## Task statement:
Find all the lines in the material below with the word "tracing", and copy them.

## Input for this task:

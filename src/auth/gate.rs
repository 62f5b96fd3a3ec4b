use axum::extract::{Request, State};
use axum::http::{header, HeaderMap};
use axum::middleware::Next;
use axum::response::{IntoResponse, Redirect, Response};

use crate::auth::{AuthError, Claims, SessionCodec};
use crate::state::AppState;

// -- Cookie helpers --

pub fn session_cookie(name: &str, token: &str, max_age: chrono::Duration) -> String {
    format!(
        "{}={}; HttpOnly; SameSite=Lax; Path=/; Max-Age={}",
        name,
        token,
        max_age.num_seconds()
    )
}

pub fn clear_session_cookie(name: &str) -> String {
    format!("{}=; HttpOnly; SameSite=Lax; Path=/; Max-Age=0", name)
}

pub fn get_cookie_value<'a>(headers: &'a HeaderMap, name: &str) -> Option<&'a str> {
    headers
        .get_all(header::COOKIE)
        .iter()
        .filter_map(|v| v.to_str().ok())
        .flat_map(|s| s.split(';'))
        .map(|s| s.trim())
        .find_map(|cookie| {
            let mut split = cookie.splitn(2, '=');
            let key = split.next()?.trim();
            let val = split.next()?.trim();
            if key == name {
                Some(val)
            } else {
                None
            }
        })
}

/// Resolve the caller's session from the cookie. An empty cookie (left by
/// logout) counts as no session.
pub fn authenticate(
    headers: &HeaderMap,
    cookie_name: &str,
    codec: &SessionCodec,
) -> Result<Claims, AuthError> {
    let token = get_cookie_value(headers, cookie_name)
        .filter(|t| !t.is_empty())
        .ok_or(AuthError::MissingToken)?;
    codec.verify(token)
}

/// Middleware guarding routes that need a session. On success the claims
/// are attached to the request extensions; any failure redirects to login.
pub async fn require_session(
    State(state): State<AppState>,
    mut req: Request,
    next: Next,
) -> Response {
    match authenticate(req.headers(), &state.config.auth.cookie_name, &state.tokens) {
        Ok(claims) => {
            req.extensions_mut().insert(claims);
            next.run(req).await
        }
        Err(AuthError::MissingToken) => {
            tracing::debug!("No session token on {}, redirecting to login", req.uri());
            Redirect::to("/login").into_response()
        }
        Err(e) => {
            tracing::warn!("Session verification failed on {}: {}", req.uri(), e);
            Redirect::to("/login").into_response()
        }
    }
}
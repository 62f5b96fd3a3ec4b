use rand::Rng;
use std::path::{Path, PathBuf};

const IMAGE_EXTENSIONS: &[&str] = &["png", "jpg", "jpeg", "gif", "webp"];

/// Lowercased extension of `filename` if it names a supported image type.
pub fn image_extension(filename: &str) -> Option<String> {
    let ext = Path::new(filename).extension()?.to_str()?.to_ascii_lowercase();
    IMAGE_EXTENSIONS.contains(&ext.as_str()).then_some(ext)
}

/// Random stored name for an upload: 24 hex chars plus the extension.
pub fn generate_filename(ext: &str) -> String {
    let bytes: [u8; 12] = rand::thread_rng().gen();
    format!("{}.{}", hex::encode(bytes), ext)
}

/// Write an uploaded file into `dir` under a fresh random name.
/// Returns the stored filename.
pub async fn store(dir: &Path, original_name: &str, data: &[u8]) -> std::io::Result<String> {
    let ext = image_extension(original_name).ok_or_else(|| {
        std::io::Error::new(std::io::ErrorKind::InvalidInput, "not an image file")
    })?;

    tokio::fs::create_dir_all(dir).await?;
    let filename = generate_filename(&ext);
    let path: PathBuf = dir.join(&filename);
    tokio::fs::write(&path, data).await?;

    tracing::debug!("Stored upload {} ({} bytes)", path.display(), data.len());
    Ok(filename)
}

#[cfg(test)]
mod tests {
    use super::*;

    #[test]
    fn accepts_image_extensions_case_insensitively() {
        assert_eq!(image_extension("me.png").as_deref(), Some("png"));
        assert_eq!(image_extension("ME.JPG").as_deref(), Some("jpg"));
        assert_eq!(image_extension("a.b.webp").as_deref(), Some("webp"));
    }

    #[test]
    fn rejects_non_images() {
        assert_eq!(image_extension("script.sh"), None);
        assert_eq!(image_extension("noext"), None);
        assert_eq!(image_extension(""), None);
        assert_eq!(image_extension("../../etc/passwd"), None);
    }

    #[test]
    fn generated_names_are_random_hex() {
        let a = generate_filename("png");
        let b = generate_filename("png");
        assert_ne!(a, b);
        assert_eq!(a.len(), 24 + ".png".len());
        assert!(a[..24].chars().all(|c| c.is_ascii_hexdigit()));
        assert!(a.ends_with(".png"));
    }

    #[tokio::test]
    async fn store_writes_file_under_generated_name() {
        let tmp = tempfile::tempdir().unwrap();
        let dir = tmp.path().join("uploads");

        let name = store(&dir, "../../avatar.PNG", b"fake image").await.unwrap();
        assert!(name.ends_with(".png"));
        assert!(!name.contains('/'));
        assert_eq!(std::fs::read(dir.join(&name)).unwrap(), b"fake image");
    }

    #[tokio::test]
    async fn store_refuses_non_images() {
        let tmp = tempfile::tempdir().unwrap();
        let err = store(tmp.path(), "evil.html", b"<script>").await.unwrap_err();
        assert_eq!(err.kind(), std::io::ErrorKind::InvalidInput);
    }
}
// Library exports for postboard
// The binary and the integration tests both build on these modules

pub mod auth;
pub mod config;
pub mod db;
pub mod error;
pub mod extractors;
pub mod routes;
pub mod state;
pub mod uploads;
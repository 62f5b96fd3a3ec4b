use axum::extract::FromRequestParts;
use axum::http::request::Parts;

use crate::auth::{AuthError, Claims};
use crate::error::AppError;
use crate::state::AppState;

/// The caller identified by the session gate.
/// Rejects with a login redirect when the route is not behind the gate.
#[derive(Debug, Clone)]
pub struct CurrentUser {
    pub id: String,
    pub email: String,
}

impl FromRequestParts<AppState> for CurrentUser {
    type Rejection = AppError;

    async fn from_request_parts(
        parts: &mut Parts,
        _state: &AppState,
    ) -> Result<Self, Self::Rejection> {
        let claims = parts
            .extensions
            .get::<Claims>()
            .ok_or(AppError::Auth(AuthError::MissingToken))?;

        Ok(CurrentUser {
            id: claims.user_id.clone(),
            email: claims.email.clone(),
        })
    }
}
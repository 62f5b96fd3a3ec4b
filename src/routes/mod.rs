pub mod assets;
pub mod home;
pub mod posts;
pub mod profile;

use axum::extract::DefaultBodyLimit;
use axum::middleware;
use axum::routing::{get, post};
use axum::Router;
use tower_http::services::ServeDir;
use tower_http::trace::TraceLayer;

use crate::auth::{handlers, require_session};
use crate::state::AppState;

/// The complete application: public pages, gated mutations, uploads and assets.
pub fn router(state: AppState) -> Router {
    let gated = Router::new()
        .merge(profile::router())
        .merge(posts::router())
        .route_layer(middleware::from_fn_with_state(
            state.clone(),
            require_session,
        ));

    Router::new()
        .route("/", get(home::index))
        .route("/login", get(handlers::login_page).post(handlers::login))
        .route("/register", post(handlers::register))
        .route("/logout", get(handlers::logout))
        .route("/profile/upload", get(profile::upload_page))
        .route("/assets/{*path}", get(assets::serve))
        .merge(gated)
        .nest_service("/uploads", ServeDir::new(state.config.uploads_path()))
        .layer(DefaultBodyLimit::max(state.config.storage.max_upload_bytes))
        .layer(TraceLayer::new_for_http())
        .with_state(state)
}
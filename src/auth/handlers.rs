use askama::Template;
use axum::extract::State;
use axum::http::{header, StatusCode};
use axum::response::{IntoResponse, Response};
use axum::Form;

use crate::auth::accounts::{self, Credentials, Registration};
use crate::auth::gate::{clear_session_cookie, session_cookie};
use crate::error::AppResult;
use crate::routes::home::Html;
use crate::state::AppState;

// -- Templates --

#[derive(Template)]
#[template(path = "pages/login.html")]
pub struct LoginTemplate;

fn redirect_with_cookie(location: &str, cookie: String) -> Response {
    (
        StatusCode::SEE_OTHER,
        [
            (header::LOCATION, location.to_string()),
            (header::SET_COOKIE, cookie),
        ],
        "",
    )
        .into_response()
}

/// GET /login: render login page
pub async fn login_page() -> Html<LoginTemplate> {
    Html(LoginTemplate)
}

/// POST /register: create the account, set the session cookie, go to profile
pub async fn register(
    State(state): State<AppState>,
    Form(form): Form<Registration>,
) -> AppResult<Response> {
    let (_user, token) = accounts::register(&state, form).await?;
    Ok(redirect_with_cookie(
        "/profile",
        session_cookie(&state.config.auth.cookie_name, &token, state.tokens.ttl()),
    ))
}

/// POST /login: on success set the session cookie; any failure lands back on /login
pub async fn login(
    State(state): State<AppState>,
    Form(form): Form<Credentials>,
) -> AppResult<Response> {
    let token = accounts::login(&state, form).await?;
    Ok(redirect_with_cookie(
        "/profile",
        session_cookie(&state.config.auth.cookie_name, &token, state.tokens.ttl()),
    ))
}

/// GET /logout: blank the session cookie
pub async fn logout(State(state): State<AppState>) -> Response {
    redirect_with_cookie(
        "/login",
        clear_session_cookie(&state.config.auth.cookie_name),
    )
}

## Task solution:
            tracing::debug!("No session token on {}, redirecting to login", req.uri());
            tracing::warn!("Session verification failed on {}: {}", req.uri(), e);
    tracing::debug!("Stored upload {} ({} bytes)", path.display(), data.len());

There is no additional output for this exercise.